DATA SUPPLIED START

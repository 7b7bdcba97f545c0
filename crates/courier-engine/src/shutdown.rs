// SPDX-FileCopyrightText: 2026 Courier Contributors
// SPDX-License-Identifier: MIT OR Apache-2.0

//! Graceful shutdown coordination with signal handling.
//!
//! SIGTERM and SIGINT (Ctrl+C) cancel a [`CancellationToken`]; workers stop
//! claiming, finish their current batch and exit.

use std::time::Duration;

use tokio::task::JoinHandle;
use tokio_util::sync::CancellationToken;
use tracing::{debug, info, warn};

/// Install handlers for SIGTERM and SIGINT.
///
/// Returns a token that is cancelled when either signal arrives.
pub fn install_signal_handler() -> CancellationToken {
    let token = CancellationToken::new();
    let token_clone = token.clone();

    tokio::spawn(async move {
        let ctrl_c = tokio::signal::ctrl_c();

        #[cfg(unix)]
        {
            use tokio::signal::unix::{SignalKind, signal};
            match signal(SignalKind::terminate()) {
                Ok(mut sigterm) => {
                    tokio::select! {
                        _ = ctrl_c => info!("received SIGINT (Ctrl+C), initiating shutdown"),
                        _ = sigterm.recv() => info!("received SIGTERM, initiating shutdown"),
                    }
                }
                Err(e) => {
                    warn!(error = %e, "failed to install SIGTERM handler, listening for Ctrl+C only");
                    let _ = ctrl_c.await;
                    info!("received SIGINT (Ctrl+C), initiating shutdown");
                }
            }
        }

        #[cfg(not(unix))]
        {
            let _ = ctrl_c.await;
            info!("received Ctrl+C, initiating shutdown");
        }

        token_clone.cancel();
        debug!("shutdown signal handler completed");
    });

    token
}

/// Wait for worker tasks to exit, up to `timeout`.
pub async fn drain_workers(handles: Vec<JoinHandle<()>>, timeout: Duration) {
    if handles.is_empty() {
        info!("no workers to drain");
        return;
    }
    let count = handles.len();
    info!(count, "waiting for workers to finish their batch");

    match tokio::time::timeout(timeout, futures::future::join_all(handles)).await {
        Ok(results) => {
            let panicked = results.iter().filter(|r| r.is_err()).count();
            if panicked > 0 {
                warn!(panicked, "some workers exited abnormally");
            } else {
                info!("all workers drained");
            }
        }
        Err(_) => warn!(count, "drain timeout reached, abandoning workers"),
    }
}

DATA SUPPLIED END

#### EXERCISE AIM:
Nothing in the records may be left out; reproduce them exactly.

#### RESULT OF THE EXERCISE:
repository 7b7bdcba97f545c0
filename crates/courier-engine/src/shutdown.rs
// SPDX-FileCopyrightText: 2026 Courier Contributors
// SPDX-License-Identifier: MIT OR Apache-2.0

//! Graceful shutdown coordination with signal handling.
//!
//! SIGTERM and SIGINT (Ctrl+C) cancel a [`CancellationToken`]; workers stop
//! claiming, finish their current batch and exit.

use std::time::Duration;

use tokio::task::JoinHandle;
use tokio_util::sync::CancellationToken;
use tracing::{debug, info, warn};

/// Install handlers for SIGTERM and SIGINT.
///
/// Returns a token that is cancelled when either signal arrives.
pub fn install_signal_handler() -> CancellationToken {
    let token = CancellationToken::new();
    let token_clone = token.clone();

    tokio::spawn(async move {
        let ctrl_c = tokio::signal::ctrl_c();

        #[cfg(unix)]
        {
            use tokio::signal::unix::{SignalKind, signal};
            match signal(SignalKind::terminate()) {
                Ok(mut sigterm) => {
                    tokio::select! {
                        _ = ctrl_c => info!("received SIGINT (Ctrl+C), initiating shutdown"),
                        _ = sigterm.recv() => info!("received SIGTERM, initiating shutdown"),
                    }
                }
                Err(e) => {
                    warn!(error = %e, "failed to install SIGTERM handler, listening for Ctrl+C only");
                    let _ = ctrl_c.await;
                    info!("received SIGINT (Ctrl+C), initiating shutdown");
                }
            }
        }

        #[cfg(not(unix))]
        {
            let _ = ctrl_c.await;
            info!("received Ctrl+C, initiating shutdown");
        }

        token_clone.cancel();
        debug!("shutdown signal handler completed");
    });

    token
}

/// Wait for worker tasks to exit, up to `timeout`.
pub async fn drain_workers(handles: Vec<JoinHandle<()>>, timeout: Duration) {
    if handles.is_empty() {
        info!("no workers to drain");
        return;
    }
    let count = handles.len();
    info!(count, "waiting for workers to finish their batch");

    match tokio::time::timeout(timeout, futures::future::join_all(handles)).await {
        Ok(results) => {
            let panicked = results.iter().filter(|r| r.is_err()).count();
            if panicked > 0 {
                warn!(panicked, "some workers exited abnormally");
            } else {
                info!("all workers drained");
            }
        }
        Err(_) => warn!(count, "drain timeout reached, abandoning workers"),
    }
}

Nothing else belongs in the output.